Stored data:
--

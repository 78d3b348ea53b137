use chrono::NaiveDate;
use std::fmt;
use std::path::{Path, PathBuf};
use std::str::FromStr;

use ycode_core::YcodeError;

pub const DATE_FORMAT: &str = "%Y-%m-%d";

/// A named partition of the memory store.
#[derive(Debug, Clone, PartialEq, Eq, Hash, PartialOrd, Ord)]
pub enum Scope {
    Profile,
    Daily(NaiveDate),
    Project(String),
    Note(String),
}

impl Scope {
    /// Where this scope lives under the memory root.
    pub fn path(&self, root: &Path) -> PathBuf {
        match self {
            Scope::Profile => root.join("profile.json"),
            Scope::Daily(date) => root
                .join("daily")
                .join(format!("{}.json", date.format(DATE_FORMAT))),
            Scope::Project(key) => root.join("project").join(key).join("memory.json"),
            Scope::Note(title) => root.join("notes").join(format!("{title}.md")),
        }
    }

    pub fn label(&self) -> String {
        match self {
            Scope::Profile => "profile".into(),
            Scope::Daily(date) => format!("daily {}", date.format(DATE_FORMAT)),
            Scope::Project(key) => format!("project {key}"),
            Scope::Note(title) => format!("note {title}"),
        }
    }
}

impl fmt::Display for Scope {
    fn fmt(&self, f: &mut fmt::Formatter<'_>) -> fmt::Result {
        match self {
            Scope::Profile => write!(f, "profile"),
            Scope::Daily(date) => write!(f, "daily:{}", date.format(DATE_FORMAT)),
            Scope::Project(key) => write!(f, "project:{key}"),
            Scope::Note(title) => write!(f, "notes:{title}"),
        }
    }
}

/// Writable memory categories.
#[derive(Debug, Clone, Copy, PartialEq, Eq)]
pub enum MemoryCategory {
    Profile,
    Daily,
    Project,
}

impl FromStr for MemoryCategory {
    type Err = YcodeError;

    fn from_str(s: &str) -> Result<Self, Self::Err> {
        match s.trim().to_lowercase().as_str() {
            "profile" => Ok(Self::Profile),
            "daily" => Ok(Self::Daily),
            "project" => Ok(Self::Project),
            _ => Err(YcodeError::validation(
                "category must be profile, daily or project",
            )),
        }
    }
}

/// Parse a `YYYY-MM-DD` date, or `today` when absent or blank.
pub fn parse_date(raw: Option<&str>, today: NaiveDate) -> Result<NaiveDate, YcodeError> {
    match raw.map(str::trim).filter(|s| !s.is_empty()) {
        None => Ok(today),
        Some(s) => NaiveDate::parse_from_str(s, DATE_FORMAT).map_err(|_| {
            YcodeError::validation("date must be in YYYY-MM-DD format for daily memory")
        }),
    }
}

/// Turn a directory name or user-supplied key into a safe project key.
///
/// Keeps `[a-zA-Z0-9._-]`, maps everything else to `-`, collapses runs of
/// `-`, trims separators from both ends and lowercases.
pub fn sanitize_project_key(raw: &str) -> String {
    let mut out = String::with_capacity(raw.len());
    for c in raw.trim().chars() {
        let c = if c.is_ascii_alphanumeric() || matches!(c, '.' | '_' | '-') {
            c.to_ascii_lowercase()
        } else {
            '-'
        };
        if c == '-' && out.ends_with('-') {
            continue;
        }
        out.push(c);
    }
    out.trim_matches(|c| matches!(c, '.' | '_' | '-')).to_string()
}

--

__What to produce__: The answer must consist of every line from the data that contains the word "YYYY".

__Expected answer__:
/// Parse a `YYYY-MM-DD` date, or `today` when absent or blank.
            YcodeError::validation("date must be in YYYY-MM-DD format for daily memory")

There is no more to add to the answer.